Los partidos se han convertido en federaciones de maquinarias locales. No es una coincidencia que, en el actual proceso electoral, la mayor parte de las consultas internas que organizó la Registraduría –a petición de los partidos-, para que los votantes eligieran candidatos, no tuvieron visibilidad nacional. El mayor número de las consultas se hizo para definir aspirantes a Juntas Administradoras Locales, JAL. La pérdida del control por parte de los partidos es tal, que están proliferando candidaturas por fuera de sus estructuras: hay 810 comités de ciudadanos que recogieron firmas para inscribir aspirantes ‘sin partido’.

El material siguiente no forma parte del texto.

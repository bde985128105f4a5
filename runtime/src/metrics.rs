//! Prometheus metrics for observability and monitoring.
//!
//! This module provides metric collection for the market:
//! - Pool admissions, sales, deferrals and rejected offers
//! - Pool levels (available, remaining supply, waiting customers)
//! - Actor spawns
//!
//! # Example
//!
//! ```rust,no_run
//! use ticket_market_runtime::metrics::MetricsServer;
//!
//! # async fn example() -> Result<(), Box<dyn std::error::Error>> {
//! // Start metrics server on port 9090
//! let mut server = MetricsServer::new("0.0.0.0:9090".parse()?);
//! server.start()?;
//!
//! // Metrics available at http://localhost:9090/metrics
//! # Ok(())
//! # }
//! ```

use metrics::{describe_counter, describe_gauge};
use metrics_exporter_prometheus::{PrometheusBuilder, PrometheusHandle};
use std::net::SocketAddr;
use thiserror::Error;
use ticket_market_core::ActorKind;

// Re-export metrics macros for use in other modules
pub use metrics::{counter, gauge};

/// Errors from metrics operations.
#[derive(Error, Debug)]
pub enum MetricsError {
    /// Failed to build metrics exporter
    #[error("Failed to build metrics exporter: {0}")]
    Build(String),
    /// Failed to install metrics exporter
    #[error("Failed to install metrics exporter: {0}")]
    Install(String),
}

/// Prometheus metrics server.
///
/// Exposes metrics on an HTTP endpoint for Prometheus scraping.
pub struct MetricsServer {
    addr: SocketAddr,
    handle: Option<PrometheusHandle>,
}

impl MetricsServer {
    /// Create a new metrics server.
    ///
    /// # Arguments
    ///
    /// * `addr` - Socket address to bind to (e.g., `0.0.0.0:9090`)
    #[must_use]
    pub const fn new(addr: SocketAddr) -> Self {
        Self { addr, handle: None }
    }

    /// Install the recorder and start serving `/metrics`.
    ///
    /// Must be called from within a Tokio runtime; the HTTP exporter runs as
    /// a spawned task.
    ///
    /// # Errors
    ///
    /// Returns error if the exporter cannot be built (e.g. the address is
    /// already bound) or the recorder cannot be installed.
    ///
    /// # Note
    ///
    /// If a metrics recorder is already installed (e.g., in tests), this logs
    /// a warning and returns `Ok` without a handle.
    pub fn start(&mut self) -> Result<(), MetricsError> {
        register_metrics();

        let (recorder, exporter) = PrometheusBuilder::new()
            .with_http_listener(self.addr)
            .build()
            .map_err(|e| MetricsError::Build(e.to_string()))?;
        let handle = recorder.handle();

        if let Err(e) = metrics::set_global_recorder(recorder) {
            let err_msg = e.to_string();
            if err_msg.contains("already") {
                tracing::warn!("Metrics recorder already initialized, skipping re-initialization");
                return Ok(());
            }
            return Err(MetricsError::Install(err_msg));
        }

        let addr = self.addr;
        tokio::spawn(async move {
            if exporter.await.is_err() {
                tracing::error!(addr = %addr, "Metrics exporter stopped");
            }
        });

        self.handle = Some(handle);
        tracing::info!(
            addr = %self.addr,
            "Metrics server started - available at http://{}/metrics",
            self.addr
        );
        Ok(())
    }

    /// Get the metrics handle for rendering.
    #[must_use]
    pub const fn handle(&self) -> Option<&PrometheusHandle> {
        self.handle.as_ref()
    }

    /// Render current metrics in Prometheus format.
    ///
    /// Returns `None` if server hasn't been started.
    #[must_use]
    pub fn render(&self) -> Option<String> {
        self.handle.as_ref().map(PrometheusHandle::render)
    }
}

/// Register all metric descriptions.
pub fn register_metrics() {
    describe_counter!(
        "ticket_pool_tickets_admitted_total",
        "Total number of tickets admitted into the pool"
    );
    describe_counter!(
        "ticket_pool_tickets_sold_total",
        "Total number of tickets sold, by path (direct or dispatch)"
    );
    describe_counter!(
        "ticket_pool_requests_deferred_total",
        "Total number of requests that left the customer waiting"
    );
    describe_counter!(
        "ticket_pool_offers_rejected_total",
        "Total number of offers that admitted nothing, by reason"
    );
    describe_gauge!(
        "ticket_pool_available",
        "Tickets currently available in the pool"
    );
    describe_gauge!(
        "ticket_pool_remaining_supply",
        "Tickets that may still be admitted during this run"
    );
    describe_gauge!(
        "ticket_pool_waiting",
        "Customers currently waiting for a ticket"
    );
    describe_counter!(
        "orchestrator_actors_spawned_total",
        "Total number of vendor and customer actors spawned"
    );
}

/// How a sale reached the customer.
#[derive(Debug, Clone, Copy, PartialEq, Eq)]
pub enum SalePath {
    /// Handed back from `request`
    Direct,
    /// Delivered to a waiting customer by dispatch
    Dispatch,
}

impl SalePath {
    const fn label(self) -> &'static str {
        match self {
            Self::Direct => "direct",
            Self::Dispatch => "dispatch",
        }
    }
}

/// Why an offer admitted nothing.
#[derive(Debug, Clone, Copy, PartialEq, Eq)]
pub enum RejectReason {
    /// Remaining supply is zero
    Exhausted,
    /// Pool holds `max_ticket_capacity` tickets
    AtCapacity,
}

impl RejectReason {
    const fn label(self) -> &'static str {
        match self {
            Self::Exhausted => "exhausted",
            Self::AtCapacity => "at_capacity",
        }
    }
}

/// Ticket pool metrics recorder.
pub struct PoolMetrics;

impl PoolMetrics {
    /// Record admitted tickets.
    pub fn record_admitted(count: u32) {
        counter!("ticket_pool_tickets_admitted_total").increment(u64::from(count));
    }

    /// Record a sale.
    pub fn record_sale(path: SalePath) {
        counter!("ticket_pool_tickets_sold_total", "path" => path.label()).increment(1);
    }

    /// Record a request that left the customer waiting.
    pub fn record_deferred() {
        counter!("ticket_pool_requests_deferred_total").increment(1);
    }

    /// Record an offer that admitted nothing.
    pub fn record_rejected(reason: RejectReason) {
        counter!("ticket_pool_offers_rejected_total", "reason" => reason.label()).increment(1);
    }

    /// Record current pool levels.
    pub fn record_levels(available: u32, remaining: u32, waiting: u32) {
        gauge!("ticket_pool_available").set(f64::from(available));
        gauge!("ticket_pool_remaining_supply").set(f64::from(remaining));
        gauge!("ticket_pool_waiting").set(f64::from(waiting));
    }
}

/// Orchestrator metrics recorder.
pub struct ActorMetrics;

impl ActorMetrics {
    /// Record an actor spawn.
    pub fn record_spawn(kind: ActorKind) {
        counter!("orchestrator_actors_spawned_total", "kind" => kind.as_str()).increment(1);
    }
}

Con una estructura de poder tan erosionada difícilmente podría haber coherencia partidista. Aliados en un departamento pueden estar enfrentados en otro. Si a los candidatos se les aplicara un examen de su afinidad con las colectividades que los avalan, la mayoría se rajarían. ¿Cuánto tiempo de militancia llevan en su partido? ¿Han formado parte de los directorios y órganos de gobierno interno? ¿Han pasado por procesos de formación política partidista? En un sistema de partidos serios la respuesta a estas preguntas sería afirmativa. En la Colombia de hoy son una excentricidad.

¿Hay tiempo, todavía, para que los partidos encuentren un rumbo? La dinámica de la campaña no parece ir en esa dirección. Los partidos saben que el poder local es tan determinante, que desde ahora empiezan a jugar sus cartas con miras a las presidenciales de 2018. Quienes logren mejores posiciones estarán en condiciones más sólidas para la próxima batalla por la Casa de Nariño. Por eso, la solicitud que les hizo el presidente Juan Manuel Santos a los miembros de la Unidad Nacional para que buscaran candidatos únicos no se está obedeciendo. Entre ellos –La U, Partido Liberal, Cambio Radical– hay pugnas más duras que las que, en muchos casos, hay con los partidos de oposición. Las peleas internas pesan más que las externas: el controvertido aval de Horacio Serpa a Didier Tavera se explica en que la batalla de fondo en Santander es entre la casa serpista y la del gobernador Aguilar.

De hecho, ya se empieza a ver que el Centro Democrático se podría subir en el vagón de candidatos victoriosos de la Unidad Nacional, o de alguno de los partidos que la conforman. En Cesar, Uribe apoyará a Arturo Calderón, liberal; en Cali, a Angelino Garzón, de La U; en Barranquilla, a Alex Char, de Cambio Radical. Y habrá más: las elecciones locales son un terreno adverso para el uribismo, porque no tiene estructura regional.

El régimen legal de los partidos en Colombia se ha modificado varias veces en los últimos años. El legislador ha castigado la doble militancia y el transfuguismo. Ha prohibido los partidos de garaje. Y ha incentivado la consolidación de partidos fuertes. Las elecciones de octubre servirán para saber si el cambio de normas era el antídoto efectivo para las enfermedades acumuladas durante muchos años. En el punto de arranque de la campaña, todo parece indicar que no lo fue.